본 발명은 히스톤 탈아세틸화 억제제를 포함하는 염기교정 기술의 효율성 및 정확도 향상용 조성물 및 이의 용도에 관한 것으로서, 로미뎁신(Romidepsin)을 포함한 다양한 HDAC 억제제는 그 표적 유전자인 HDAC1 과 HDAC2를 억제함으로써, Cas9의 효율과 ABE, CBE의 염기교정 효율을 향상시켰다. 이는 HDAC 억제제가 단백질과 gRNA의 발현을 증가시키고 gRNA 표적위치의 히스톤 3 아세틸화(Histone 3 aceylation)를 증가시켜 크로마틴 상태(chromatin state)를 변화시키기 때문이다. 특히 HDAC 억제제는 시토신 염기교정 기술의 효율을 향상시킬 뿐 아니라 기존에 문제점으로 지적된 산물 정확도(product purity)를 향상시킴으로써 약물처리로 손쉽게 효율과 정확도를 향상시킬 수 있음을 확인하였다.

Description

히스톤 탈아세틸화 억제제를 포함하는 염기교정 기술의 효율성 및 정확도 향상용 조성물 및 이의 용도{Composition for improving efficiency and product purity on base editing comprising inhibitors of histone deacetylase and uses thereof}
본 발명은 히스톤 탈아세틸화(histone deacetylase; HDAC) 억제제를 포함하는 염기교정 기술의 효율성 및 정확도 향상용 조성물 및 이의 용도에 관한 것이다.
CRISPR-Cas9 유전자 가위 시스템에 있어서, Cas9은 살아있는 세포 내의 게놈(genome) 상에서 타겟 위치를 인식하고, DNA 이중 나선 절단(double strand break; DSB)를 일으킨다. DSB는 세포 내의 DNA 수선 기작에 의해서 수리되는데, 그 과정을 연구자들이 이용하여 유전자를 녹아웃하거나 교정한다. Cas9을 이용한 유전자 녹아웃은 상대적으로 효율이 높고 간편하지만, 유전자교정은 효율도 낮고 어렵다. 특히 세포는 Cas9에 의한 DSB를 세포 내의 손상(damage)으로 인식하기 때문에 이는 p53 유전자의 활성을 통해 세포 사멸을 유도할 수 있다. DSB를 일으킨다는 점은 Cas9을 세포치료제로 사용하는데, 안전성 문제로 인해 걸림돌이 된다.

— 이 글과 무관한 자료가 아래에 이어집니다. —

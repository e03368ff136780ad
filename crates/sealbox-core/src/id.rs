//! Account identifiers.
//!
//! Identifiers are short random strings. They are not unique on their own;
//! [`allocate_id`] rejects candidates already present in the index.

use std::fmt;
use std::str::FromStr;

use rand::Rng;
use serde::{Deserialize, Serialize};

use crate::error::{Result, VaultError};
use crate::index::VaultIndex;

/// Symbols an identifier may contain.
pub const ID_ALPHABET: &[u8; 36] = b"0123456789abcdefghijklmnopqrstuvwxyz";

/// Number of symbols in an identifier.
pub const ID_LENGTH: usize = 8;

/// Key addressing a single record in the vault index.
#[derive(Debug, Clone, PartialEq, Eq, Hash, PartialOrd, Ord, Serialize, Deserialize)]
#[serde(try_from = "String", into = "String")]
pub struct AccountId(String);

impl AccountId {
    pub fn as_str(&self) -> &str {
        &self.0
    }

    fn validate(value: &str) -> Result<()> {
        if value.len() != ID_LENGTH {
            return Err(VaultError::InvalidInput(format!(
                "Account ID must be {} characters (got {})",
                ID_LENGTH,
                value.len()
            )));
        }
        if let Some(bad) = value.bytes().find(|b| !ID_ALPHABET.contains(b)) {
            return Err(VaultError::InvalidInput(format!(
                "Account ID contains invalid character {:?}",
                bad as char
            )));
        }
        Ok(())
    }
}

impl fmt::Display for AccountId {
    fn fmt(&self, f: &mut fmt::Formatter<'_>) -> fmt::Result {
        f.write_str(&self.0)
    }
}

impl FromStr for AccountId {
    type Err = VaultError;

    fn from_str(s: &str) -> Result<Self> {
        Self::validate(s)?;
        Ok(Self(s.to_string()))
    }
}

impl TryFrom<String> for AccountId {
    type Error = VaultError;

    fn try_from(value: String) -> Result<Self> {
        Self::validate(&value)?;
        Ok(Self(value))
    }
}

impl From<AccountId> for String {
    fn from(id: AccountId) -> Self {
        id.0
    }
}

/// Draw a random identifier, each symbol uniform over the whole alphabet.
pub fn generate_id<R: Rng>(rng: &mut R) -> AccountId {
    let id = (0..ID_LENGTH)
        .map(|_| ID_ALPHABET[rng.random_range(0..ID_ALPHABET.len())] as char)
        .collect();
    AccountId(id)
}

/// Generate identifiers until one is not already a key of `index`.
///
/// # Errors
///
/// Returns `VaultError::IdSpaceExhausted` after `max_attempts` collisions.
pub fn allocate_id<R: Rng>(
    index: &VaultIndex,
    max_attempts: usize,
    rng: &mut R,
) -> Result<AccountId> {
    for _ in 0..max_attempts {
        let candidate = generate_id(rng);
        if !index.contains(&candidate) {
            return Ok(candidate);
        }
        tracing::debug!("Account ID collision, retrying");
    }
    Err(VaultError::IdSpaceExhausted(max_attempts))
}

염기교정 기술에는 시토신 염기교정 기술(Cytosine base editors; CBEs)과, 아데닌 염기교정 기술(adenine base editors; ABEs)이 있다. CBE는 Cas9 변이체를 이용하여, C에서 T로 변환하는 기작의 염기교정 기술로서, 2016년에 Cas9 단백질에 시티딘 디아미네이즈(cytidine deaminase)를 결합한 새로운 형태의 유전자가위가 보고되었다(Base editor, BE1~4). 이는 Cas9 단백질(dCas9 또는 nCas9)에 시티딘 디아미네이즈(cytidine deaminase)와 우라실 글리코실레이즈 억제제(uracil glycosilase inhibitor; UGI)를 결합하여 C에서 T로 변환을 일으키는 기작이다. 이 기술은 기존의 Cas9에 의한 염기교정보다 효율을 높이면서 DSB를 일으키지 않는다는 점에서 Cas9 보다 뛰어난 기술로 인정받고 있다.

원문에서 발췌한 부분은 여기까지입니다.